This section of the Python pre-work is intended to be an introduction to Pandas. Explore the "Pandas Resources" links below for more advanced options.

Introduction

What is Pandas?

Pandas is a Python library for data manipulation and analysis. In particular, it offers data structures and operations for manipulating numerical tables and time series.

Pandas provides fast, flexible, and expressive data structures designed to make working with “relational” or “labeled” data both easy and intuitive. It aims to be the fundamental high-level building block for doing practical, real world data analysis in Python.

Pandas - the name

The name is derived from the term "Panel data", an econometrics term for multidimensional structured data sets.

What is a Pandas data frame?

DataFrame is a 2-dimensional labeled data structure with columns of potentially different types. You can think of it like a spreadsheet or SQL table, or a dict of Series objects.
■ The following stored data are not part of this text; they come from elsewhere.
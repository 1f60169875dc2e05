//! Daemon configuration

use clap::Parser;
use geoparcel_sync::{ReconnectPolicy, SyncConfig, DEFAULT_EVENT_NAME, DEFAULT_WATERMARK_KEY};
use std::path::PathBuf;

/// Watermark state file name inside `--data-dir`.
pub const STATE_FILE: &str = "state.json";

/// Geoparcel sync daemon configuration
#[derive(Parser, Debug, Clone)]
#[command(name = "geoparcel-daemon")]
#[command(about = "Keeps a geohash parcel contour index in sync with a ledger")]
pub struct DaemonConfig {
    /// Ledger gateway base URL. Without it the daemon follows an empty
    /// in-memory ledger.
    #[arg(long, env = "GEOPARCEL_LEDGER_URL")]
    pub ledger_url: Option<String>,

    /// Bearer token for the ledger gateway
    #[arg(long, env = "GEOPARCEL_LEDGER_TOKEN", hide_env_values = true)]
    pub ledger_token: Option<String>,

    /// Ledger event carrying contour changes
    #[arg(long, env = "GEOPARCEL_EVENT_NAME", default_value = DEFAULT_EVENT_NAME)]
    pub event_name: String,

    /// Key under which the applied-block watermark is stored
    #[arg(long, env = "GEOPARCEL_WATERMARK_KEY", default_value = DEFAULT_WATERMARK_KEY)]
    pub watermark_key: String,

    /// Directory for file-backed contour and state storage (in-memory if unset)
    #[arg(long, env = "GEOPARCEL_DATA_DIR")]
    pub data_dir: Option<PathBuf>,

    /// Live feed polling interval in ms for the HTTP gateway
    #[arg(long, env = "GEOPARCEL_POLL_INTERVAL_MS", default_value = "2000")]
    pub poll_interval_ms: u64,

    /// Initial reconnect delay in ms
    #[arg(long, env = "GEOPARCEL_RECONNECT_INITIAL_MS", default_value = "1000")]
    pub reconnect_initial_ms: u64,

    /// Maximum reconnect delay in ms; equal to the initial delay for a fixed schedule
    #[arg(long, env = "GEOPARCEL_RECONNECT_MAX_MS", default_value = "1000")]
    pub reconnect_max_ms: u64,

    /// Add random jitter to reconnect delays
    #[arg(long, env = "GEOPARCEL_RECONNECT_JITTER")]
    pub reconnect_jitter: bool,

    /// Log level (trace, debug, info, warn, error)
    #[arg(long, env = "GEOPARCEL_LOG_LEVEL", default_value = "info")]
    pub log_level: String,

    /// Config file path (defaults to ./geoparcel.toml when present)
    #[arg(long = "config", env = "GEOPARCEL_CONFIG")]
    pub config_file: Option<PathBuf>,
}

impl DaemonConfig {
    /// Validate configuration at startup
    pub fn validate(&self) -> Result<(), String> {
        if self.event_name.trim().is_empty() {
            return Err("event_name must not be empty".to_string());
        }
        if self.watermark_key.trim().is_empty() {
            return Err("watermark_key must not be empty".to_string());
        }
        if self.poll_interval_ms == 0 {
            return Err("poll_interval_ms must be greater than 0".to_string());
        }
        if let Some(ref url) = self.ledger_url {
            if !(url.starts_with("http://") || url.starts_with("https://")) {
                return Err(format!("ledger_url must be an http(s) URL, got {:?}", url));
            }
        }
        Ok(())
    }

    pub fn reconnect_policy(&self) -> ReconnectPolicy {
        ReconnectPolicy {
            base_ms: self.reconnect_initial_ms,
            max_ms: self.reconnect_max_ms.max(self.reconnect_initial_ms),
            jitter: self.reconnect_jitter,
        }
    }

    pub fn sync_config(&self) -> SyncConfig {
        SyncConfig::default()
            .with_event_name(self.event_name.clone())
            .with_watermark_key(self.watermark_key.clone())
            .with_reconnect(self.reconnect_policy())
            .with_poll_interval_ms(self.poll_interval_ms)
    }

    pub fn storage_type_str(&self) -> &'static str {
        if self.data_dir.is_some() {
            "file"
        } else {
            "memory"
        }
    }

    /// State file holding the watermark, when file-backed.
    pub fn state_path(&self) -> Option<PathBuf> {
        self.data_dir.as_deref().map(|dir| dir.join(STATE_FILE))
    }
}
It is generally the most commonly used pandas object.


Pandas Resources


💥 Exercises 💥

Part 1: Review Pandas Example

Review the Jupyter Notebook 1_pandas_jeopardy_example.ipynb which uses the jeopardy.csv data.

Part 2: Try Pandas

  • Open the Jupyter Notebook 2_pandas_olive_questions.ipynb which uses the olive.csv data.
  • Make a copy of the notebook and name it 3_pandas_olive_answers_myname.ipynb. (Example: my notebook would be called 3_pandas_olive_answers_reshama.ipynb).
  • Update the header at the top by adding in your name and date.
  • Edit this notebook and complete the exercises.

Optional Pandas Topics: To Explore Further

  • groupby objects
  • applying functions
  • indexing
  • conditional selecting; filtering
  • selecting rows and columns: .loc, .iloc, .ix
  • working with missing data: Null, NaN, None
  • sorting
  • merge, join